Post Number: 3561
|Posted on Saturday, June 23, 2012 - 03:27 am: |
How little they understand and how fast they forget.
Here a nice small part of an interview in cycling news.
" "Early in my career, it was hard," said Batty upon looking back. "I went from racing out of the back of our family van from weekend to weekend and then in 2009, I signed with my first pro team. That was a really big challenge. I went from having not much to everything and the added pressure at the age of 21 was a lot to take on. It was too much at the time - I crumbled."
Batty noted that being patient is one of the hardest and most difficult things to do as an athlete.
She was initially inspired to race by her brothers and wanting to stay social at the mountain bike events. Eventually all those events led to me just craving to race. I rode with my family for so long that it wasn't a hard transition but something I had to do, I wanted to so bad."
Batty is part of a larger trend of Canadians getting better and better at cycling. "The rise of cycling has been fueled with great motivators and inspirations along the way," she said. "People like Steve Bauer, Curt Harnett, Lori Ann Muenzer, Chrissy Redden and of course Clara Hughes. I think successful athletes breed other successful athletes. That's why I think it's still important to show up to the local races, this way kids can think that I am no different and just as much normal as they are. It makes the dream look realistic and achievable!"
The ultimate and single ultimate reason why Emily is there where she is is :
1. Genetic ( Parents) and initially 5 - 10 years of basic structural training.
Same is true for a part of her fiances results and ability .
Where did they got that, who avoided burn out and who set the base line for a possible successful carrier in this sport .

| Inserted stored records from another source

//! Seams between the client core and the remote service.
//!
//! The session timer and the workspace only see these traits, so tests can
//! replace the HTTP client with mocks.

use async_trait::async_trait;

use crate::api::types::{
    AuthResponse, LoginRequest, NewProject, NewTask, Project, RegisterRequest, StartSession, Task,
    WorkSession,
};
use crate::error::BlitzError;

/// Remote work-session record keeping.
#[cfg_attr(test, mockall::automock)]
#[async_trait]
pub trait SessionApi: Send + Sync {
    /// Open a work session.
    async fn start_session(&self, request: &StartSession) -> Result<WorkSession, BlitzError>;

    /// Close a work session.
    async fn stop_session(&self, session_id: &str) -> Result<(), BlitzError>;
}

/// Remote project and task collections.
#[cfg_attr(test, mockall::automock)]
#[async_trait]
pub trait WorkspaceApi: Send + Sync {
    async fn list_projects(&self) -> Result<Vec<Project>, BlitzError>;

    async fn create_project(&self, project: &NewProject) -> Result<Project, BlitzError>;

    async fn list_tasks(&self) -> Result<Vec<Task>, BlitzError>;

    async fn create_task(&self, task: &NewTask) -> Result<Task, BlitzError>;
}

/// Account login and registration.
#[cfg_attr(test, mockall::automock)]
#[async_trait]
pub trait AuthApi: Send + Sync {
    /// `POST /auth/login`. A refused login is `Unauthorized` or `NotFound`.
    async fn login(&self, request: &LoginRequest) -> Result<AuthResponse, BlitzError>;

    /// `POST /auth/register`.
    async fn register(&self, request: &RegisterRequest) -> Result<AuthResponse, BlitzError>;

    /// Use `token` for every later authenticated request.
    fn attach_token(&self, token: Option<String>);
}
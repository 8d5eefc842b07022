//! One-second tick source for the session timer.

use std::time::Duration;

use tokio::sync::mpsc::UnboundedSender;
use tokio::task::JoinHandle;
use tokio::time::{interval_at, Instant, MissedTickBehavior};

use super::controller::TimerEvent;

/// Owns at most one interval task. Dropping the ticker cancels it.
#[derive(Debug)]
pub struct Ticker {
    period: Duration,
    handle: Option<JoinHandle<()>>,
}

impl Ticker {
    #[must_use]
    pub const fn new(period: Duration) -> Self {
        Self {
            period,
            handle: None,
        }
    }

    /// One tick per second.
    #[must_use]
    pub const fn every_second() -> Self {
        Self::new(Duration::from_secs(1))
    }

    /// Start ticking into `events`. Any previous interval is cancelled first.
    pub fn start(&mut self, events: UnboundedSender<TimerEvent>) {
        self.stop();

        let period = self.period;
        self.handle = Some(tokio::spawn(async move {
            let mut interval = interval_at(Instant::now() + period, period);
            interval.set_missed_tick_behavior(MissedTickBehavior::Delay);
            loop {
                interval.tick().await;
                if events.send(TimerEvent::Tick).is_err() {
                    break;
                }
            }
        }));
    }

    /// Cancel the interval, if any.
    pub fn stop(&mut self) {
        if let Some(handle) = self.handle.take() {
            handle.abort();
        }
    }

    #[must_use]
    pub fn is_active(&self) -> bool {
        self.handle.as_ref().is_some_and(|h| !h.is_finished())
    }
}

impl Drop for Ticker {
    fn drop(&mut self) {
        self.stop();
    }
}
//! Foreground focus timer.
//!
//! Runs one timer in the terminal until the pomodoro completes or the user
//! presses Ctrl+C, then closes the work session before returning.

use std::io::Write;
use std::sync::Arc;
use std::time::Duration;

use colored::Colorize;
use serde::Serialize;
use tokio::sync::mpsc;
use tracing::debug;

use crate::api::{RetryPolicy, SessionMode, Task, WorkSession};
use crate::cli::args::{FocusArgs, OutputFormat};
use crate::cli::commands::Context;
use crate::error::BlitzError;
use crate::features::focus::{
    format_duration, parse_duration, render_progress_bar, SessionController, SessionTimer,
    TimerNotice,
};
use crate::output::to_json;
use crate::shell::Workspace;

/// Result of a foreground run.
#[derive(Debug, Clone, Serialize)]
pub struct FocusSummary {
    pub mode: SessionMode,
    pub task: Option<String>,
    pub elapsed_seconds: u64,
    pub completed: bool,
    pub sessions: Vec<WorkSession>,
    pub sync_errors: Vec<String>,
}

impl FocusSummary {
    fn render_pretty(&self) -> String {
        let mut output = Vec::new();

        #[allow(clippy::cast_possible_wrap)]
        let elapsed = format_duration(chrono::Duration::seconds(self.elapsed_seconds as i64));
        let headline = if self.completed {
            format!("✅ {} complete!", self.mode.display_name()).green().to_string()
        } else {
            format!("⏹️  {} stopped", self.mode.display_name())
        };
        output.push(headline);
        output.push(format!("   Duration: {elapsed}"));

        if let Some(task) = &self.task {
            output.push(format!("   Task: {task}"));
        }

        match self.sessions.as_slice() {
            [] => output.push("   Session: not recorded".dimmed().to_string()),
            sessions => {
                for session in sessions {
                    let state = if session.is_open() { "left open" } else { "closed" };
                    output.push(format!("   Session: {} ({state})", session.id));
                }
            }
        }

        for error in &self.sync_errors {
            output.push(format!("{} {error}", "warning:".yellow().bold()));
        }

        output.join("\n")
    }
}

/// Parse `--duration`, falling back to the configured pomodoro length.
fn pomodoro_seconds(duration: Option<&str>, default: u64) -> Result<u64, BlitzError> {
    let Some(raw) = duration else {
        return Ok(default);
    };
    let parsed = parse_duration(raw)
        .ok_or_else(|| BlitzError::Validation(format!("invalid duration '{raw}'")))?;
    u64::try_from(parsed.num_seconds())
        .map_err(|_| BlitzError::Validation(format!("invalid duration '{raw}'")))
}

/// Seconds actually spent in the current run.
const fn elapsed_seconds(timer: &SessionTimer) -> u64 {
    match timer.mode() {
        SessionMode::Pomodoro => timer.pomodoro_seconds().saturating_sub(timer.seconds()),
        SessionMode::Stopwatch => timer.seconds(),
    }
}

fn draw(timer: &SessionTimer, task: Option<&Task>) {
    let label = task.map_or("No task", |t| t.title.as_str());
    let line = match timer.mode() {
        SessionMode::Pomodoro => format!(
            "\r⏱  {} {} {}  {}   ",
            timer.format().bold(),
            render_progress_bar(timer.progress(), 30),
            timer.state(),
            label.dimmed()
        ),
        SessionMode::Stopwatch => format!(
            "\r⏱  {} {}  {}   ",
            timer.format().bold(),
            timer.state(),
            label.dimmed()
        ),
    };

    let mut stderr = std::io::stderr();
    // Drawing is best effort; a closed stderr must not abort the session.
    write!(stderr, "{line}").ok();
    stderr.flush().ok();
}

/// Execute focus command
///
/// # Errors
///
/// Returns an error if not logged in, the task is unknown or the duration
/// is invalid. Session sync failures are reported in the output instead.
pub async fn focus(ctx: &Context, args: FocusArgs) -> Result<String, BlitzError> {
    ctx.require_auth()?;

    let mode = args.mode.unwrap_or(ctx.config.focus.default_mode);
    let seconds = pomodoro_seconds(args.duration.as_deref(), ctx.config.focus.pomodoro_seconds())?;

    let mut workspace = Workspace::new();
    if let Some(task_id) = &args.task {
        workspace.load(ctx.client.as_ref()).await?;
        workspace.select_task(task_id)?;
    }
    let task = workspace.current_task().cloned();

    let (events_tx, mut events) = mpsc::unbounded_channel();
    let mut controller = SessionController::new(
        SessionTimer::new(mode, seconds),
        ctx.client.clone(),
        RetryPolicy::from(&ctx.config.sync),
        events_tx,
    );

    let mut sync_errors = Vec::new();
    let mut completed = false;
    let mut record = |workspace: &mut Workspace, notices: Vec<TimerNotice>| {
        for notice in notices {
            match notice {
                TimerNotice::SessionStarted(session) => workspace.on_session_started(session),
                TimerNotice::SessionStopped { session_id } => {
                    workspace.on_session_stopped(&session_id);
                }
                TimerNotice::Completed => completed = true,
                TimerNotice::SyncFailed(message) => sync_errors.push(message),
            }
        }
    };

    record(&mut workspace, controller.start(task.as_ref()));
    draw(controller.timer(), task.as_ref());

    let ctrl_c = tokio::signal::ctrl_c();
    tokio::pin!(ctrl_c);

    loop {
        tokio::select! {
            _ = &mut ctrl_c => {
                debug!("interrupted");
                break;
            }
            event = events.recv() => {
                let Some(event) = event else { break };
                let notices = controller.handle(event);
                let done = notices.contains(&TimerNotice::Completed);
                record(&mut workspace, notices);
                draw(controller.timer(), task.as_ref());
                if done {
                    break;
                }
            }
        }
    }
    eprintln!();

    let elapsed = elapsed_seconds(controller.timer());
    let deadline = Duration::from_secs(ctx.config.api.timeout_secs.saturating_mul(2));
    let notices = controller.finish(&mut events, deadline).await;
    record(&mut workspace, notices);
    drop(record);

    let summary = FocusSummary {
        mode,
        task: task.map(|t| t.title),
        elapsed_seconds: elapsed,
        completed,
        sessions: workspace.history().iter().map(|r| r.session.clone()).collect(),
        sync_errors,
    };

    match ctx.format {
        OutputFormat::Json => to_json(&summary),
        OutputFormat::Pretty => Ok(summary.render_pretty()),
    }
}
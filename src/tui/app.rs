//! Application state for the TUI.

use std::sync::Arc;
use std::time::Duration;

use tokio::sync::mpsc::{UnboundedReceiver, UnboundedSender};
use tracing::warn;

use crate::api::{self, ApiClient, Credentials, Priority, RetryPolicy, Task, User};
use crate::cli::commands::Context;
use crate::config::{DemoConfig, TokenStore};
use crate::core::WorkspaceApi;
use crate::error::BlitzError;
use crate::features::focus::{SessionController, SessionTimer, TimerEvent, TimerNotice};
use crate::shell::Workspace;

/// Top-level screen.
#[derive(Debug, Clone, Copy, PartialEq, Eq)]
pub enum Screen {
    /// Landing screen shown while signed out.
    Hero,
    /// Projects, tasks and the timer.
    Dashboard,
}

/// Dashboard list with keyboard focus.
#[derive(Debug, Clone, Copy, PartialEq, Eq)]
pub enum Pane {
    Projects,
    Tasks,
}

/// What a text prompt creates.
#[derive(Debug, Clone, Copy, PartialEq, Eq)]
pub enum PromptKind {
    NewProject,
    NewTask,
}

impl PromptKind {
    #[must_use]
    pub const fn label(self) -> &'static str {
        match self {
            Self::NewProject => "New project",
            Self::NewTask => "New task",
        }
    }
}

/// Text prompt holding keyboard focus.
#[derive(Debug, Clone, PartialEq, Eq)]
pub struct Prompt {
    pub kind: PromptKind,
    pub input: String,
}

/// Status bar message.
#[derive(Debug, Clone, PartialEq, Eq)]
pub enum Status {
    Info(String),
    Error(String),
}

/// Everything needed to sign in from the hero screen.
struct Auth {
    client: Arc<ApiClient>,
    tokens: TokenStore,
    demo: DemoConfig,
}

/// Application state.
pub struct App {
    workspace_api: Arc<dyn WorkspaceApi>,
    auth: Option<Auth>,
    controller: SessionController,
    /// Projects, tasks and session history.
    pub workspace: Workspace,
    pub screen: Screen,
    pub pane: Pane,
    /// Cursor in the project list; 0 is "All tasks".
    pub project_cursor: usize,
    pub task_cursor: usize,
    pub prompt: Option<Prompt>,
    pub status: Option<Status>,
    pub user: Option<User>,
    pub show_help: bool,
    pub should_quit: bool,
}

impl App {
    /// Create the app for the configured server.
    #[must_use]
    pub fn new(ctx: &Context, events: UnboundedSender<TimerEvent>) -> Self {
        let focus = &ctx.config.focus;
        let controller = SessionController::new(
            SessionTimer::new(focus.default_mode, focus.pomodoro_seconds()),
            ctx.client.clone(),
            RetryPolicy::from(&ctx.config.sync),
            events,
        )
        .with_auto_stop(focus.auto_stop);

        let mut app = Self::with_parts(ctx.client.clone(), controller, ctx.client.is_authenticated());
        app.user = ctx.tokens.load_user();
        app.auth = Some(Auth {
            client: ctx.client.clone(),
            tokens: ctx.tokens.clone(),
            demo: ctx.config.demo.clone(),
        });
        app
    }

    /// Create the app from its collaborators. Sign-in is unavailable.
    #[must_use]
    pub fn with_parts(
        workspace_api: Arc<dyn WorkspaceApi>,
        controller: SessionController,
        authenticated: bool,
    ) -> Self {
        Self {
            workspace_api,
            auth: None,
            controller,
            workspace: Workspace::new(),
            screen: if authenticated {
                Screen::Dashboard
            } else {
                Screen::Hero
            },
            pane: Pane::Tasks,
            project_cursor: 0,
            task_cursor: 0,
            prompt: None,
            status: Some(Status::Info("Press ? for help".to_string())),
            user: None,
            show_help: false,
            should_quit: false,
        }
    }

    #[must_use]
    pub const fn timer(&self) -> &SessionTimer {
        self.controller.timer()
    }

    /// Task under the cursor in the task list.
    #[must_use]
    pub fn highlighted_task(&self) -> Option<&Task> {
        self.workspace.visible_tasks().get(self.task_cursor).copied()
    }

    fn info(&mut self, message: impl Into<String>) {
        self.status = Some(Status::Info(message.into()));
    }

    fn error(&mut self, message: impl Into<String>) {
        self.status = Some(Status::Error(message.into()));
    }

    /// Reload projects and tasks.
    pub async fn refresh(&mut self) {
        match self.workspace.load(self.workspace_api.as_ref()).await {
            Ok(()) => {
                self.clamp_cursors();
                let count = self.workspace.tasks().len();
                self.info(format!("Loaded {count} tasks"));
            }
            Err(BlitzError::Unauthorized(_) | BlitzError::NotAuthenticated) => {
                self.screen = Screen::Hero;
                self.error("Your session expired. Press d to sign in again");
            }
            Err(e) => self.error(format!("Refresh failed: {e}")),
        }
    }

    /// Sign in with the demo identity, registering it if needed.
    pub async fn demo_login(&mut self) {
        let Some(auth) = &self.auth else {
            self.error("Sign-in is not available");
            return;
        };

        let credentials = Credentials::demo(&auth.demo);
        let result = api::login(auth.client.as_ref(), &credentials).await;
        match result {
            Ok(response) => {
                if let Err(e) = auth.tokens.store(&response.token) {
                    warn!(error = %e, "could not persist token");
                }
                if let Some(user) = &response.user {
                    if let Err(e) = auth.tokens.store_user(user) {
                        warn!(error = %e, "could not persist profile");
                    }
                }
                self.user = response.user;
                self.screen = Screen::Dashboard;
                self.refresh().await;
            }
            Err(e) => self.error(format!("Sign-in failed: {e}")),
        }
    }

    /// Switch keyboard focus between the lists.
    pub fn next_pane(&mut self) {
        self.pane = match self.pane {
            Pane::Projects => Pane::Tasks,
            Pane::Tasks => Pane::Projects,
        };
    }

    pub fn move_up(&mut self) {
        let cursor = match self.pane {
            Pane::Projects => &mut self.project_cursor,
            Pane::Tasks => &mut self.task_cursor,
        };
        *cursor = cursor.saturating_sub(1);
    }

    pub fn move_down(&mut self) {
        let len = match self.pane {
            Pane::Projects => self.workspace.projects().len() + 1,
            Pane::Tasks => self.workspace.visible_tasks().len(),
        };
        let cursor = match self.pane {
            Pane::Projects => &mut self.project_cursor,
            Pane::Tasks => &mut self.task_cursor,
        };
        if *cursor + 1 < len {
            *cursor += 1;
        }
    }

    fn clamp_cursors(&mut self) {
        self.project_cursor = self.project_cursor.min(self.workspace.projects().len());
        let tasks = self.workspace.visible_tasks().len();
        self.task_cursor = self.task_cursor.min(tasks.saturating_sub(1));
    }

    /// Enter: filter by the project, or focus the task and start the timer.
    pub fn select(&mut self) {
        match self.pane {
            Pane::Projects => {
                let id = self
                    .project_cursor
                    .checked_sub(1)
                    .and_then(|i| self.workspace.projects().get(i))
                    .map(|p| p.id.clone());
                match self.workspace.select_project(id.as_deref()) {
                    Ok(()) => {
                        self.task_cursor = 0;
                        self.pane = Pane::Tasks;
                    }
                    Err(e) => self.error(e.to_string()),
                }
            }
            Pane::Tasks => {
                let Some(id) = self.highlighted_task().map(|t| t.id.clone()) else {
                    return;
                };
                if !self.timer().is_idle() {
                    self.info("Stop the timer before switching tasks");
                    return;
                }
                match self.workspace.select_task(&id) {
                    Ok(()) => {
                        let notices = self.controller.start(self.workspace.current_task());
                        self.apply_notices(notices);
                    }
                    Err(e) => self.error(e.to_string()),
                }
            }
        }
    }

    /// Space: start or pause.
    pub fn toggle_timer(&mut self) {
        let notices = self.controller.toggle(self.workspace.current_task());
        self.apply_notices(notices);
    }

    pub fn stop_timer(&mut self) {
        let notices = self.controller.stop();
        self.apply_notices(notices);
    }

    pub fn reset_timer(&mut self) {
        let notices = self.controller.reset();
        self.apply_notices(notices);
    }

    pub fn switch_mode(&mut self) {
        let mode = self.timer().mode().toggled();
        if self.controller.set_mode(mode) {
            self.info(format!("{} mode", mode.display_name()));
        } else {
            self.info("Stop the timer before switching mode");
        }
    }

    pub fn open_prompt(&mut self, kind: PromptKind) {
        self.prompt = Some(Prompt {
            kind,
            input: String::new(),
        });
    }

    pub fn prompt_input(&mut self, c: char) {
        if let Some(prompt) = &mut self.prompt {
            prompt.input.push(c);
        }
    }

    pub fn prompt_backspace(&mut self) {
        if let Some(prompt) = &mut self.prompt {
            prompt.input.pop();
        }
    }

    pub fn cancel_prompt(&mut self) {
        self.prompt = None;
    }

    /// Create the project or task typed into the prompt.
    ///
    /// A rejected entry keeps the prompt open so it can be corrected.
    pub async fn submit_prompt(&mut self) {
        let Some(prompt) = self.prompt.clone() else {
            return;
        };

        let api = self.workspace_api.as_ref();
        let result = match prompt.kind {
            PromptKind::NewProject => self
                .workspace
                .add_project(api, &prompt.input)
                .await
                .map(|p| format!("Created project {}", p.name)),
            PromptKind::NewTask => self
                .workspace
                .add_task(api, &prompt.input, Priority::default())
                .await
                .map(|t| format!("Created task {}", t.title)),
        };

        match result {
            Ok(message) => {
                self.prompt = None;
                self.info(message);
            }
            Err(e) => self.error(e.to_string()),
        }
    }

    /// Feed a timer event from the channel.
    pub fn on_timer_event(&mut self, event: TimerEvent) {
        let notices = self.controller.handle(event);
        self.apply_notices(notices);
    }

    fn apply_notices(&mut self, notices: Vec<TimerNotice>) {
        for notice in notices {
            match notice {
                TimerNotice::SessionStarted(session) => {
                    self.workspace.on_session_started(session);
                    self.info("Session started");
                }
                TimerNotice::SessionStopped { session_id } => {
                    self.workspace.on_session_stopped(&session_id);
                    self.info("Session saved");
                }
                TimerNotice::Completed => {
                    self.info("Pomodoro complete! Press s to log it");
                }
                TimerNotice::SyncFailed(message) => self.error(message),
            }
        }
    }

    /// Stop the timer and wait for outstanding session calls.
    pub async fn finish(&mut self, events: &mut UnboundedReceiver<TimerEvent>) {
        let notices = self.controller.finish(events, Duration::from_secs(10)).await;
        self.apply_notices(notices);
    }

    /// Session calls still in flight.
    #[must_use]
    pub const fn pending_requests(&self) -> usize {
        self.controller.in_flight()
    }
}
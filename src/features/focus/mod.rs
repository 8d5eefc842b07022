//! Focus timer.
//!
//! [`SessionTimer`] is the pure state machine, [`Ticker`] the one-second
//! clock and [`SessionController`] glues both to the session API.

mod controller;
mod ticker;
pub mod timer;

pub use controller::{SessionController, TimerEvent, TimerNotice};
pub use ticker::Ticker;
pub use timer::{
    format_duration, format_duration_mmss, parse_duration, render_progress_bar, Effect,
    SessionLink, SessionTimer, TimerState, DEFAULT_POMODORO_SECONDS,
};
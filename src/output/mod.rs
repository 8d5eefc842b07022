//! Output formatting for blitz.
//!
//! Every command result is rendered either for a terminal or as JSON.

mod json;
mod pretty;

use crate::api::{Project, Task, User};
use crate::cli::args::OutputFormat;
use crate::error::BlitzError;

pub use json::*;
pub use pretty::*;

/// Format projects based on output format
///
/// # Errors
///
/// Returns `BlitzError::Parse` if JSON serialization fails.
pub fn format_projects(projects: &[Project], format: OutputFormat) -> Result<String, BlitzError> {
    match format {
        OutputFormat::Pretty => Ok(format_projects_pretty(projects)),
        OutputFormat::Json => format_projects_json(projects),
    }
}

/// Format a single project based on output format
///
/// # Errors
///
/// Returns `BlitzError::Parse` if JSON serialization fails.
pub fn format_project(project: &Project, format: OutputFormat) -> Result<String, BlitzError> {
    match format {
        OutputFormat::Pretty => Ok(format_project_pretty(project)),
        OutputFormat::Json => to_json(project),
    }
}

/// Format tasks based on output format
///
/// # Errors
///
/// Returns `BlitzError::Parse` if JSON serialization fails.
pub fn format_tasks(tasks: &[Task], title: &str, format: OutputFormat) -> Result<String, BlitzError> {
    match format {
        OutputFormat::Pretty => Ok(format_tasks_pretty(tasks, title)),
        OutputFormat::Json => format_tasks_json(tasks, title),
    }
}

/// Format a single task based on output format
///
/// # Errors
///
/// Returns `BlitzError::Parse` if JSON serialization fails.
pub fn format_task(task: &Task, format: OutputFormat) -> Result<String, BlitzError> {
    match format {
        OutputFormat::Pretty => Ok(format_task_pretty(task)),
        OutputFormat::Json => to_json(task),
    }
}

/// Format the signed-in user based on output format
///
/// # Errors
///
/// Returns `BlitzError::Parse` if JSON serialization fails.
pub fn format_user(user: &User, format: OutputFormat) -> Result<String, BlitzError> {
    match format {
        OutputFormat::Pretty => Ok(format_user_pretty(user)),
        OutputFormat::Json => to_json(user),
    }
}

The development coach and the only guy in that picture who does not get named in the story
Why is that ?
The reason is simple: The developpment structural plan is not spectacular .No it is often annoying as the coach holds them back from racing and going from winning to winning. It is , where the difference is between a structural development program for health and a functional developpment for victory in an early carrier.
The training concept her developpment coach did improved the structural health and with it values like cardiac output, muscle mitochondrial density and respiratory parts.
Nevertheless the old idea of VO2 max = CO x a-v O2 difference is exactly that .
heart and respiration supporting oxygen exchange once the structure is there.
So all the congratulation here really should go to one guy only and that is
So congratulation Steve for that great work you did. Don't worry it is what it is . little knowledge and lot's of noise, once they go to the top.
Post Number: 28
|Posted on Saturday, June 23, 2012 - 03:39 am: |
Thanks Juerg - we all feel the same way about you!
As Buffalo Springfield said, "there's something happening here"
Post Number: 529
|Posted on Saturday, June 23, 2012 - 10:27 am: |
I had a chance to meet Emily a few years at a course we ran to help the next generation of coaches learn some of the many things Juerg as been sharing with us all over the years. At the same time, I had some long discussions with Steve Neal, who remains one of the most influential coaches in the history of Ontario mountain biking. It fascinated me that many of the very strong riders he worked with had trouble recognizing the positive influence he payed in their development. As Juerg says, perhaps his influence was not "flashy" enough to be seen for how successful it was. Steve's personal adaptation of ideas that Juerg introduced him to over 15 years ago, are still bearing fruit, and that is a tribute to both Steve Neal and to Juerg Feldmann. Thank you both for your contributions to Canadian Cycling.